These approaches should be integrated with studies of viral replication kinetics in the presence of ORF28 mutations or inhibition to establish causality between observed molecular phenomena and functional outcomes .

How can researchers design effective expression systems for studying ORF28 in different contexts?

Designing effective expression systems for ORF28 requires careful consideration of experimental objectives and biological context:

Prokaryotic expression systems:

• E. coli-based expression: Optimize codon usage for bacterial expression and consider fusion tags (His, GST, MBP) to enhance solubility and facilitate purification

• Cell-free protein synthesis: Useful for rapid production of potentially toxic proteins without cellular constraints

Eukaryotic expression systems:

• Yeast expression: Currently used for commercial production with demonstrated success (>85% purity)

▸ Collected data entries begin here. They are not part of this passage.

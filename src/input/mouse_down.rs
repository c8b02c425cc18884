//! Pointer down - resize, select and click press initiation, filter bins.
//!
//! A press always supersedes hover: the tooltip is hidden and the previous
//! press is released before anything else happens.

use crate::controller::GridPointerController;
use crate::cursor::cursor_for_handle;
use crate::grid::GridContext;
use crate::profile_scope;
use crate::types::{BinHit, HitTest, Region, ResizeHandle};
use super::coords::xy;
use super::events::PointerInput;
use super::region::resize_handle;
use super::selection::{is_sole_cursor_cell, press_range};
use super::state::PressState;
use gpui::CursorStyle;
use tracing::debug;

impl GridPointerController {
    pub fn pointer_down(&mut self, ctx: &mut GridContext<'_>, input: &PointerInput) {
        profile_scope!("pointer_down");

        if self.disposed {
            return;
        }

        self.clear_hover();
        self.release_press();

        let hit = ctx.grid.hit_test(input.position);
        match hit.region {
            Region::Void => {}
            Region::Body => self.begin_body_press(ctx, &hit, input),
            Region::RowHeader | Region::ColumnHeader | Region::CornerHeader => {
                self.begin_header_press(ctx, &hit, input)
            }
        }
    }

    fn begin_body_press(
        &mut self,
        ctx: &mut GridContext<'_>,
        hit: &HitTest,
        input: &PointerInput,
    ) {
        let Some(model) = ctx.selection.as_deref_mut() else {
            return;
        };
        let modifiers = input.modifiers;

        if !modifiers.shift
            && !modifiers.accel
            && is_sole_cursor_cell(&*model, hit.row, hit.column)
        {
            let generation = self.next_generation();
            let cursor = self.cursors.push(CursorStyle::Arrow);
            self.press.start_click(Region::Body, hit.row, hit.column, cursor);
            debug!(
                kind = "click",
                region = ?Region::Body,
                row = hit.row,
                column = hit.column,
                generation,
                "Press started"
            );
            return;
        }

        let cursor = (model.cursor_row(), model.cursor_column());
        let Some(range) = press_range(Region::Body, hit.row, hit.column, modifiers, cursor) else {
            return;
        };
        model.select(range);
        self.start_select(Region::Body, range.r1, range.c1);
    }

    fn begin_header_press(
        &mut self,
        ctx: &mut GridContext<'_>,
        hit: &HitTest,
        input: &PointerInput,
    ) {
        let handle = resize_handle(hit, &self.settings);
        if handle != ResizeHandle::None {
            self.begin_resize(ctx, hit, handle, input);
            return;
        }

        if hit.region == Region::ColumnHeader && hit.row == self.settings.filter_row {
            self.toggle_filter_bin(ctx, hit, input);
            return;
        }

        if hit.region == Region::ColumnHeader && hit.row == self.settings.label_row {
            let generation = self.next_generation();
            let cursor = self.cursors.push(CursorStyle::Arrow);
            self.press.start_click(Region::ColumnHeader, hit.row, hit.column, cursor);
            debug!(
                kind = "click",
                region = ?hit.region,
                row = hit.row,
                column = hit.column,
                generation,
                "Press started"
            );
            return;
        }

        let Some(model) = ctx.selection.as_deref_mut() else {
            return;
        };
        let cursor = (model.cursor_row(), model.cursor_column());
        let Some(range) = press_range(hit.region, hit.row, hit.column, input.modifiers, cursor)
        else {
            return;
        };
        model.select(range);
        self.start_select(hit.region, range.r1, range.c1);
    }

    fn start_select(&mut self, region: Region, row: usize, column: usize) {
        let generation = self.next_generation();
        let cursor = self.cursors.push(CursorStyle::Arrow);
        self.press.start_select(region, row, column, cursor);
        debug!(kind = "select", region = ?region, row, column, generation, "Press started");
    }

    /// Start a live resize of the section behind `handle`.
    ///
    /// Column-header handles resize body columns, row-header handles body
    /// rows; everything else resizes the header's own sections. Left and top
    /// handles belong to the previous section.
    fn begin_resize(
        &mut self,
        ctx: &mut GridContext<'_>,
        hit: &HitTest,
        handle: ResizeHandle,
        input: &PointerInput,
    ) {
        let (client_x, client_y) = xy(input.position);
        let generation = self.next_generation();
        let cursor = self.cursors.push(cursor_for_handle(handle));

        if handle.is_horizontal() {
            let region = if hit.region == Region::ColumnHeader {
                Region::Body
            } else {
                Region::RowHeader
            };
            let index = if handle == ResizeHandle::Left {
                hit.column.saturating_sub(1)
            } else {
                hit.column
            };
            let original_size = ctx.grid.column_size(region, index);
            self.press = PressState::ColumnResize {
                region,
                index,
                original_size,
                origin_client_x: client_x,
                cursor,
            };
            debug!(
                kind = "column-resize",
                region = ?region,
                index,
                original_size,
                generation,
                "Press started"
            );
        } else {
            let region = if hit.region == Region::RowHeader {
                Region::Body
            } else {
                Region::ColumnHeader
            };
            let index = if handle == ResizeHandle::Top {
                hit.row.saturating_sub(1)
            } else {
                hit.row
            };
            let original_size = ctx.grid.row_size(region, index);
            self.press = PressState::RowResize {
                region,
                index,
                original_size,
                origin_client_y: client_y,
                cursor,
            };
            debug!(
                kind = "row-resize",
                region = ?region,
                index,
                original_size,
                generation,
                "Press started"
            );
        }
    }

    /// Filter-row press: toggle the bin under the pointer, or clear filtering.
    fn toggle_filter_bin(
        &mut self,
        ctx: &mut GridContext<'_>,
        hit: &HitTest,
        input: &PointerInput,
    ) {
        match ctx.grid.filter_bin_at(hit) {
            Some(bin) => {
                let exclusive = input.modifiers.shift;
                debug!(column = hit.column, bin, exclusive, "Toggling filter bin");
                ctx.data.filter_bin(Some(BinHit { column: hit.column, bin }), exclusive);
            }
            None => {
                debug!(column = hit.column, "Clearing filter");
                ctx.data.filter_bin(None, false);
            }
        }
    }
}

• Insect cells (Baculovirus): Suitable for proteins requiring post-translational modifications

• Mammalian cell expression: For studies requiring mammalian-specific modifications or when studying interactions with mammalian proteins

Expression optimization strategies:

• Inducible promoters: Use tightly regulated promoters (T7-lac, GAL1, Tet-On/Off) to control expression timing and level

• Secretion signals: Add appropriate signal peptides for secreted expression when necessary

• Fusion partners: Consider fusion with fluorescent proteins (GFP, mCherry) for localization studies or split reporter systems for interaction studies

• Purification tags: Position tags (N- or C-terminal) based on structural predictions to minimize functional interference

Context-specific considerations:

• Native viral context: BAC-based recombineering for studying ORF28 in the complete viral genome

• Host cell context: Expression in relevant fish cell lines to maintain appropriate cellular environment

• Tissue-specific expression: For in vivo studies using fish models

When designing expressions systems, researchers should note that tag type and position may affect protein function, and should be determined during the manufacturing process based on predicted structure and function .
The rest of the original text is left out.